== PROVIDED RECORDS ==
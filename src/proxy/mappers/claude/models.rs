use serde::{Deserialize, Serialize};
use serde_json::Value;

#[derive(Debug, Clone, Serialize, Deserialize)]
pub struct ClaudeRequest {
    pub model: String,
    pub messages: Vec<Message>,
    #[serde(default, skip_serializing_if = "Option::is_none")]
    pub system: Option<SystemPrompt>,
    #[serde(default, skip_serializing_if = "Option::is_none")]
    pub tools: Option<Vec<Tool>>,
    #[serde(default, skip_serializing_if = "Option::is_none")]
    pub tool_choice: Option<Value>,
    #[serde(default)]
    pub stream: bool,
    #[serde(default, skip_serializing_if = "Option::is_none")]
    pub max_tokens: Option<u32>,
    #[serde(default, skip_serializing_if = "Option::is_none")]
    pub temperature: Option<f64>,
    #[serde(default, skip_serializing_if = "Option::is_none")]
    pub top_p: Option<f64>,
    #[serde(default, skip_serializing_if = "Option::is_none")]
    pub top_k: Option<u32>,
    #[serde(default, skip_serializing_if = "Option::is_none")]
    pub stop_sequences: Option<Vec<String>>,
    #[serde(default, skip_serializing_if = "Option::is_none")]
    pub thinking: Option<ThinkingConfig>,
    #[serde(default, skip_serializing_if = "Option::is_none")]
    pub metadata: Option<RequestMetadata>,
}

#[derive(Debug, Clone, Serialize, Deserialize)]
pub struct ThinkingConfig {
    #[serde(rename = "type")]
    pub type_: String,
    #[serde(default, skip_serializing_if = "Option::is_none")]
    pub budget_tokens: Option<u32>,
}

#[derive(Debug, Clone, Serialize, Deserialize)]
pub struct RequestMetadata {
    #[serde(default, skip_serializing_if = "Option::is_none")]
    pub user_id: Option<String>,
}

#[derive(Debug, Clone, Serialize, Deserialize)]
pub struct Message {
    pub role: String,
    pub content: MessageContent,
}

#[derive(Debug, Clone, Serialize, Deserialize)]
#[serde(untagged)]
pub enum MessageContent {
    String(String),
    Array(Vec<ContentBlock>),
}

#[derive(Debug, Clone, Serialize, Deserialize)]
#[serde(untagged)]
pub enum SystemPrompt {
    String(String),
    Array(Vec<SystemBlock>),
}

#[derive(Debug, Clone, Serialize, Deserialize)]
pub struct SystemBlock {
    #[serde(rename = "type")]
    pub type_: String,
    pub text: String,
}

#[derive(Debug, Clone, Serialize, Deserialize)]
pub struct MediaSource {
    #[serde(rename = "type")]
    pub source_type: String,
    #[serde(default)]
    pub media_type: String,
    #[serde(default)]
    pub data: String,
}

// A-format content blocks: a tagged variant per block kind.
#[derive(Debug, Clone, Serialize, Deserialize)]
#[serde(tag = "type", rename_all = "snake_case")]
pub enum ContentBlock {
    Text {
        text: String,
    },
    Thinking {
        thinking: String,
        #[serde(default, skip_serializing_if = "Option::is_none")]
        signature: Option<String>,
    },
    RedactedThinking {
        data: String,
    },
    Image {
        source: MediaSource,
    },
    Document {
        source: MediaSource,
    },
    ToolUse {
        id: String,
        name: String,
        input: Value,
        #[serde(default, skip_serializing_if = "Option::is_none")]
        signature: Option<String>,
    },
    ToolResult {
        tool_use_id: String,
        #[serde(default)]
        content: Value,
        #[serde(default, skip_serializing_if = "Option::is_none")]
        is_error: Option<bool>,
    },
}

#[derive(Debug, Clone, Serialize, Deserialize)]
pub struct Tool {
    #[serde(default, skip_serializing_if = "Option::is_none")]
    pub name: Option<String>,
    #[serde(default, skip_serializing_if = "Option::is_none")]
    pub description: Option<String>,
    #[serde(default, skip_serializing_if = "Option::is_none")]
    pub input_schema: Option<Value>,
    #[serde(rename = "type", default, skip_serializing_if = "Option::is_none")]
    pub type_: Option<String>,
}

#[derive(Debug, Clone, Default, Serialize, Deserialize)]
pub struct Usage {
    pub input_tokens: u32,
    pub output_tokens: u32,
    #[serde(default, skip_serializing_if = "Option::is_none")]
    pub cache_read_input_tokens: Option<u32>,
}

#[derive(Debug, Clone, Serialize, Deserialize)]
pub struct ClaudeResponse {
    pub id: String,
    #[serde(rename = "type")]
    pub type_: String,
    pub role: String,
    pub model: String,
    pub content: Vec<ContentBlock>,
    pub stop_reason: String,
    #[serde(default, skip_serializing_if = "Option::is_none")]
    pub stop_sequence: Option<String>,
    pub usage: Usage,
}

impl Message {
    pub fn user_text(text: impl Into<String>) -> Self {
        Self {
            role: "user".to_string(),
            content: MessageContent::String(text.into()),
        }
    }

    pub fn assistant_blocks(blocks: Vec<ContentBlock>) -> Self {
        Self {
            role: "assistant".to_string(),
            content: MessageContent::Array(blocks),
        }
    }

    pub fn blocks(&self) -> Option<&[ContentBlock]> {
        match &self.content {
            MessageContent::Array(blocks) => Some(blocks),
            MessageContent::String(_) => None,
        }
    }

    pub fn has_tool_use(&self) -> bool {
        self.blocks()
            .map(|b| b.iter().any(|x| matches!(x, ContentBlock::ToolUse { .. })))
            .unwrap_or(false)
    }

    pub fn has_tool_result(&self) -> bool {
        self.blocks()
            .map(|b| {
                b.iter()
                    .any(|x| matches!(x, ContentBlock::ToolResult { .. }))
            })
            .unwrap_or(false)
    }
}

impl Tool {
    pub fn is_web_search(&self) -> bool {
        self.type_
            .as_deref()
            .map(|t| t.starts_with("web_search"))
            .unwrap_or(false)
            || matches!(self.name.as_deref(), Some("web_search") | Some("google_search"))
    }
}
===
== PROVIDED RECORDS ==
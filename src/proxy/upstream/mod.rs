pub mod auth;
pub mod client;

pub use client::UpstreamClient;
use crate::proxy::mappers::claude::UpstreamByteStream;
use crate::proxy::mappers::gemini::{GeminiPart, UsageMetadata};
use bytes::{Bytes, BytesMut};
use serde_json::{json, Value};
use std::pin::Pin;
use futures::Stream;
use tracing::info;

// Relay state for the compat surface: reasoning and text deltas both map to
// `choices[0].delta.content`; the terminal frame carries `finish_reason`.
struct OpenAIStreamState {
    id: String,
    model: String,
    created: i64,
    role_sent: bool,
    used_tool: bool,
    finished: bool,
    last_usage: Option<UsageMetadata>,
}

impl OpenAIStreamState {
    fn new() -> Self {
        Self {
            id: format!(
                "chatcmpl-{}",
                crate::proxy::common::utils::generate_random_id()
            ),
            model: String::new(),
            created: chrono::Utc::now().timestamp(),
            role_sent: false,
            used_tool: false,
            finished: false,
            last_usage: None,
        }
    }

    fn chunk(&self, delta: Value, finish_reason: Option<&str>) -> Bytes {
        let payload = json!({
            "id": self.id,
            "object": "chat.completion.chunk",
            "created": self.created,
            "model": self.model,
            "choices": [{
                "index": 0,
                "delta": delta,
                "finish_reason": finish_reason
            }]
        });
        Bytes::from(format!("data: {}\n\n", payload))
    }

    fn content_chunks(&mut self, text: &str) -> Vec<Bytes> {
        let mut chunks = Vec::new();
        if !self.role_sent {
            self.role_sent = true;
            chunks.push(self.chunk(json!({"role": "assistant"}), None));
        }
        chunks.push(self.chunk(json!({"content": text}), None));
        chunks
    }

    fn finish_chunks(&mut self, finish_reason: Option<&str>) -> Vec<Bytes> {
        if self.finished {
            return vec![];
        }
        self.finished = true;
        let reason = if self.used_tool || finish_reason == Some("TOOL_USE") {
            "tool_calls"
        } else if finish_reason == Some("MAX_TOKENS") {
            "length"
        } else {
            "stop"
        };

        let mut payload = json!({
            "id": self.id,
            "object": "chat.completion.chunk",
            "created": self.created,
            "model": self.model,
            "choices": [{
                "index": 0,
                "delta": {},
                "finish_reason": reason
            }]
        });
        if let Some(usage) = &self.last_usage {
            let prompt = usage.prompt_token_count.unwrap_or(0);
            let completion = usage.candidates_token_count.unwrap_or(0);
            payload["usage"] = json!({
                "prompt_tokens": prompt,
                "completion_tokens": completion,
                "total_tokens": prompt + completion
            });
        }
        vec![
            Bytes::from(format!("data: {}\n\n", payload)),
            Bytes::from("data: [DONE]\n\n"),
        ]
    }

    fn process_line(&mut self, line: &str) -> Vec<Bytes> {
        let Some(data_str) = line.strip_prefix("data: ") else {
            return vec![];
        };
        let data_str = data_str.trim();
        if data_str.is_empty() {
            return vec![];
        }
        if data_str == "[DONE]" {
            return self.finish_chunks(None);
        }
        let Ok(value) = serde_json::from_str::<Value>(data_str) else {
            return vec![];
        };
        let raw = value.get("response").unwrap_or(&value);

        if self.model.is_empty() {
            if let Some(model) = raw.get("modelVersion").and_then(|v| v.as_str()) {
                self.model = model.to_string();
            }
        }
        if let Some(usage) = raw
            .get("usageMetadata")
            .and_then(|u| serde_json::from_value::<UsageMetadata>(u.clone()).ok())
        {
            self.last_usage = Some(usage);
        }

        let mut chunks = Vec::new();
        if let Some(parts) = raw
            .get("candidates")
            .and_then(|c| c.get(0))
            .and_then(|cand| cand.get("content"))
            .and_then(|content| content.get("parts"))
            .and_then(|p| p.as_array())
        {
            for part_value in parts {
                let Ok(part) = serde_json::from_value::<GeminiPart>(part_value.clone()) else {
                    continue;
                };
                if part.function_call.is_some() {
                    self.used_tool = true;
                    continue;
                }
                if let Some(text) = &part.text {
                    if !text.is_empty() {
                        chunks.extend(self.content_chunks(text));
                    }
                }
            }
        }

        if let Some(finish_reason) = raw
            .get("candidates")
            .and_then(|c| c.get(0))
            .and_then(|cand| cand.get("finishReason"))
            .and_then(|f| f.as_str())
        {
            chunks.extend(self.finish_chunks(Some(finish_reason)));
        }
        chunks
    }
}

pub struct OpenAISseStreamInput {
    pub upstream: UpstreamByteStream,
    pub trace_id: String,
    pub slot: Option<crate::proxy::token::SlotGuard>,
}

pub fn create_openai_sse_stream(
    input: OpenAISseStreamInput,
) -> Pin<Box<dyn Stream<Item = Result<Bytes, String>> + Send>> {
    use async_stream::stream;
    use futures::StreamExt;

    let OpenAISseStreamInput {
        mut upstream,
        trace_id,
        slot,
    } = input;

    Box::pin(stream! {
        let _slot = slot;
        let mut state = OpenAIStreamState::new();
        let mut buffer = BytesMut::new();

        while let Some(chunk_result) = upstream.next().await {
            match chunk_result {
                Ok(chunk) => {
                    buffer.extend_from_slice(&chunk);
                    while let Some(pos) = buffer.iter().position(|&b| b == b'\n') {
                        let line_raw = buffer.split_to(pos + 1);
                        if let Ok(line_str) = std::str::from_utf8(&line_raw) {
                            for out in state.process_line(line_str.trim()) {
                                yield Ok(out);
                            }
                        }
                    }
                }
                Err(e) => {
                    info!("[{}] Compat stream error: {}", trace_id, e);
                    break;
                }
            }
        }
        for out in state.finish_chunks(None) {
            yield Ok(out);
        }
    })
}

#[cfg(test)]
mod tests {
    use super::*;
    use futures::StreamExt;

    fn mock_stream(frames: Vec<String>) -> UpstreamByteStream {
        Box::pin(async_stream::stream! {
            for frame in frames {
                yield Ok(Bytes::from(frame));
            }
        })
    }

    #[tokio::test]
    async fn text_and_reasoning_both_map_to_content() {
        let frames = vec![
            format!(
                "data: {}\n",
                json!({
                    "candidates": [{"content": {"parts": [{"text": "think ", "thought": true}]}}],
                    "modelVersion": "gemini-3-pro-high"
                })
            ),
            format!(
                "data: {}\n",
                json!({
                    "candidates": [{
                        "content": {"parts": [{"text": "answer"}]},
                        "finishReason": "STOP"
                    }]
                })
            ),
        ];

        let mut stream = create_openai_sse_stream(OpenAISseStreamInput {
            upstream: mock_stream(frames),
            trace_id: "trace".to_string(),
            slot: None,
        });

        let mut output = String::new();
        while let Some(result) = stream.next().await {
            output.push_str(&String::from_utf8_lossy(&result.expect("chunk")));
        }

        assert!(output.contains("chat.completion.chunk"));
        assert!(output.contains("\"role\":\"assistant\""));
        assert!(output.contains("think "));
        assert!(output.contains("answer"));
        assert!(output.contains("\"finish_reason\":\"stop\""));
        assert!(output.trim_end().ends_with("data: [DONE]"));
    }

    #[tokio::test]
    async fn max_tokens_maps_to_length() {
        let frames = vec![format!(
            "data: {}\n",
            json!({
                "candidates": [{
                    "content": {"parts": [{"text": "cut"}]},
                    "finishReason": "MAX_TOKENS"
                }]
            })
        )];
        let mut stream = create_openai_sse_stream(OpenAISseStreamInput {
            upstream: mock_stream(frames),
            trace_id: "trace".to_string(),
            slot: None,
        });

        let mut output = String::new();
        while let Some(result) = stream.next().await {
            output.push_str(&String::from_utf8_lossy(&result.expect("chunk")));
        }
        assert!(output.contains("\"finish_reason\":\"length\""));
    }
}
===
▶ EXERCISE OBJECTIVE: Search the records for the word "enum" and return every line that holds it.

▶ RESULT:
pub enum MessageContent {
pub enum SystemPrompt {
pub enum ContentBlock {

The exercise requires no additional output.